If there has ever been a verse that I could relate to, it is this one. I am worn out from sobbing. My nights are filled with weeping. And I cry out “how long, Lord?”
There are moments in life when pain doesn’t just touch the surface—it goes all the way down into the soul. Psalm 6:3 is one of those verses that doesn’t try to hide that reality. It is raw. It is honest. It is a cry from someone who is exhausted, overwhelmed, and unsure how much more they can carry.
David, the writer of this psalm, doesn’t come to God with polished words or spiritual strength. He comes with something far more real: desperation. He doesn’t pretend everything is okay. Instead, he asks a question many of us have asked in our darkest moments—“How long, Lord?”
Psalm 6:3 gives words to those seasons where relief feels delayed, prayers feel unanswered, and hope feels distant. David doesn’t just say he is struggling—he says his soul is in deep anguish. That means the pain is not just emotional or physical, but internal. It is the kind of suffering that affects everything: thoughts, sleep, strength, and spirit.
And yet, even in that anguish, he is still talking to God.
That matters.
I know this isn’t the kind of language that fits neatly into “church talk,” and some people might even judge it. But there have been moments when I’ve looked up and said, “Where the hell are You, Lord?” or “Why aren’t You fucking doing something?” I’ve said it raw, frustrated, angry.
Yes, I’ve cussed in my prayers.
I don’t believe God is shocked by that. He already sees the heart behind the words. He already knows the frustration, the grief, the exhaustion, the internal breaking points. And I don’t think He runs from a prayer just because it comes out messy.
If anything, I think He leans in closer to it.
I believe God understands the weight behind the words more than the words themselves. I think He aches with us in ways we can’t fully comprehend. And I think there is something sacred about not hiding the truth of what we feel in His presence.
I think about my kids in those moments. When they are upset, confused, or hurting and they come to me, what reaches me more deeply? Is it the perfectly composed explanation, or the broken, stumbling, emotional outpouring—even if it’s messy, even if it’s imperfect?
It’s always the realness.
Even when their words are tangled or emotional or imperfect, I would rather have their honesty than a polished version of what they think I want to hear. Because real connection is built in truth, not performance.
And maybe prayer is the same way.
Not perfect words. Not polished faith. Just honest hearts reaching for a God who already knows exactly what’s inside them.
God is not intimidated by our honesty. In fact, Scripture repeatedly shows that He meets people in their most unfiltered moments. Psalm 6:3 reminds us that we do not have to clean up our pain before bringing it to God.

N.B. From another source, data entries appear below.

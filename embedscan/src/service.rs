//! Source listing service.
//!
//! [`ListSourcesService`] resolves the scan strategy for a backend once, at
//! construction, and then runs one independent scan per
//! [`list_sources`](ListSourcesService::list_sources) call.
//!
//! # Example
//!
//! ```rust,ignore
//! use std::sync::Arc;
//! use embedscan::{ListSourcesService, ScanConfig};
//! use embedscan::qdrant::QdrantScanStore;
//!
//! let store = Arc::new(QdrantScanStore::new("http://localhost:6334")?);
//! let service = ListSourcesService::new(store, ScanConfig::default())?;
//! let listing = service.list_sources("docs").await?;
//! println!("{}", serde_json::to_string_pretty(&listing)?);
//! ```

use std::sync::Arc;

use tracing::{error, info};

use crate::backend::{
    BackendKind, CountedOffsetScan, FilteredQueryScan, OffsetScan, ScanStrategy, ScrollScan,
    SegmentStore,
};
use crate::config::ScanConfig;
use crate::cursor::{CountThenOffsetCursor, KeysetCursor, NativeIteratorCursor, OffsetCursor};
use crate::driver::{ScanDriver, ScanOutcome};
use crate::error::{Result, ScanError};
use crate::source::SourceListing;

/// The paging primitive selected for a backend.
enum ScanPlan {
    Offset(Arc<dyn OffsetScan>),
    CountThenOffset(Arc<dyn CountedOffsetScan>),
    NativeIterator(Arc<dyn ScrollScan>),
    Keyset(Arc<dyn FilteredQueryScan>),
}

impl ScanPlan {
    fn strategy(&self) -> ScanStrategy {
        match self {
            ScanPlan::Offset(_) => ScanStrategy::Offset,
            ScanPlan::CountThenOffset(_) => ScanStrategy::CountThenOffset,
            ScanPlan::NativeIterator(_) => ScanStrategy::NativeIterator,
            ScanPlan::Keyset(_) => ScanStrategy::Keyset,
        }
    }
}

/// Lists the distinct sources stored in a vector store.
///
/// The service is `Send + Sync`; concurrent calls each own their cursor
/// state and merger.
pub struct ListSourcesService {
    kind: BackendKind,
    plan: ScanPlan,
    config: ScanConfig,
}

impl ListSourcesService {
    /// Create a service using the capability table's strategy for the backend.
    ///
    /// # Errors
    ///
    /// Returns [`ScanError::UnsupportedCapability`] if the backend cannot be
    /// enumerated, or [`ScanError::ConfigError`] for an invalid config. No
    /// backend call is made either way.
    pub fn new(backend: Arc<dyn SegmentStore>, config: ScanConfig) -> Result<Self> {
        let kind = backend.kind();
        let strategy = kind.scan_strategy().ok_or_else(|| ScanError::UnsupportedCapability {
            backend: kind.to_string(),
            reason: "backend exposes neither a listing primitive nor a filterable query"
                .to_string(),
        })?;
        Self::with_strategy(backend, strategy, config)
    }

    /// Create a service with an explicit strategy instead of the capability table's.
    ///
    /// # Errors
    ///
    /// Returns [`ScanError::UnsupportedCapability`] if the adapter does not
    /// implement the primitive the strategy needs.
    pub fn with_strategy(
        backend: Arc<dyn SegmentStore>,
        strategy: ScanStrategy,
        config: ScanConfig,
    ) -> Result<Self> {
        config.validate()?;
        let kind = backend.kind();
        let plan = match strategy {
            ScanStrategy::Offset => backend.offset_scan().map(ScanPlan::Offset),
            ScanStrategy::CountThenOffset => {
                backend.counted_offset_scan().map(ScanPlan::CountThenOffset)
            }
            ScanStrategy::NativeIterator => backend.scroll_scan().map(ScanPlan::NativeIterator),
            ScanStrategy::Keyset => backend.filtered_query_scan().map(ScanPlan::Keyset),
        }
        .ok_or_else(|| ScanError::UnsupportedCapability {
            backend: kind.to_string(),
            reason: format!("adapter does not implement {strategy} paging"),
        })?;

        Ok(Self { kind, plan, config })
    }

    /// The backend this service scans.
    pub fn backend_kind(&self) -> BackendKind {
        self.kind
    }

    /// The strategy resolved at construction.
    pub fn strategy(&self) -> ScanStrategy {
        self.plan.strategy()
    }

    /// The scan configuration.
    pub fn config(&self) -> &ScanConfig {
        &self.config
    }

    /// Scan `store_name` completely and return its distinct sources.
    ///
    /// # Errors
    ///
    /// Returns [`ScanError::ScanFailed`] naming the backend and store if any
    /// page fetch fails. Nothing merged before the failure is returned.
    pub async fn list_sources(&self, store_name: &str) -> Result<SourceListing> {
        let outcome = self.scan(store_name).await.map_err(|e| {
            error!(backend = %self.kind, store = store_name, error = %e, "listing sources failed");
            ScanError::ScanFailed {
                backend: self.kind.to_string(),
                store: store_name.to_string(),
                source: Box::new(e),
            }
        })?;

        let listing = SourceListing::new(store_name, outcome.summaries);
        info!(
            backend = %self.kind,
            store = store_name,
            source_count = listing.source_count,
            "listed sources"
        );
        Ok(listing)
    }

    /// Scan `store_name` and return the summaries together with scan counters.
    pub async fn scan(&self, store_name: &str) -> Result<ScanOutcome> {
        let page_size = self.config.page_size;
        match &self.plan {
            ScanPlan::Offset(scan) => {
                let cursor = OffsetCursor::new(Arc::clone(scan), store_name, page_size);
                ScanDriver::new(cursor, store_name).run().await
            }
            ScanPlan::CountThenOffset(scan) => {
                let cursor = CountThenOffsetCursor::new(Arc::clone(scan), store_name, page_size);
                ScanDriver::new(cursor, store_name).run().await
            }
            ScanPlan::NativeIterator(scan) => {
                let cursor = NativeIteratorCursor::new(Arc::clone(scan), store_name, page_size);
                ScanDriver::new(cursor, store_name).run().await
            }
            ScanPlan::Keyset(scan) => {
                let cursor = KeysetCursor::new(
                    Arc::clone(scan),
                    store_name,
                    page_size,
                    self.config.embedding_dimensions,
                );
                ScanDriver::new(cursor, store_name).run().await
            }
        }
    }
}

/// List the sources of `store_name` on `backend` with the given page size.
///
/// Shorthand for building a [`ListSourcesService`] with default settings and
/// calling [`ListSourcesService::list_sources`] once.
pub async fn list_sources(
    store_name: &str,
    backend: Arc<dyn SegmentStore>,
    page_size: usize,
) -> Result<SourceListing> {
    let config = ScanConfig::builder().page_size(page_size).build()?;
    ListSourcesService::new(backend, config)?.list_sources(store_name).await
}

God, may I always come to you with my brokenness, whether I crawl or walk, just help me come! Look past the messiness, the humanness, the sin, the anger and meet me right where I am. The days that I am battered and barely surviving, the days I don’t want to go on, the days all I can do is shake my fist at the sky…. meet me there. I don’t ask you to fix anything, all I ask is that you sit with me, that you don’t leave me alone. Stay with me.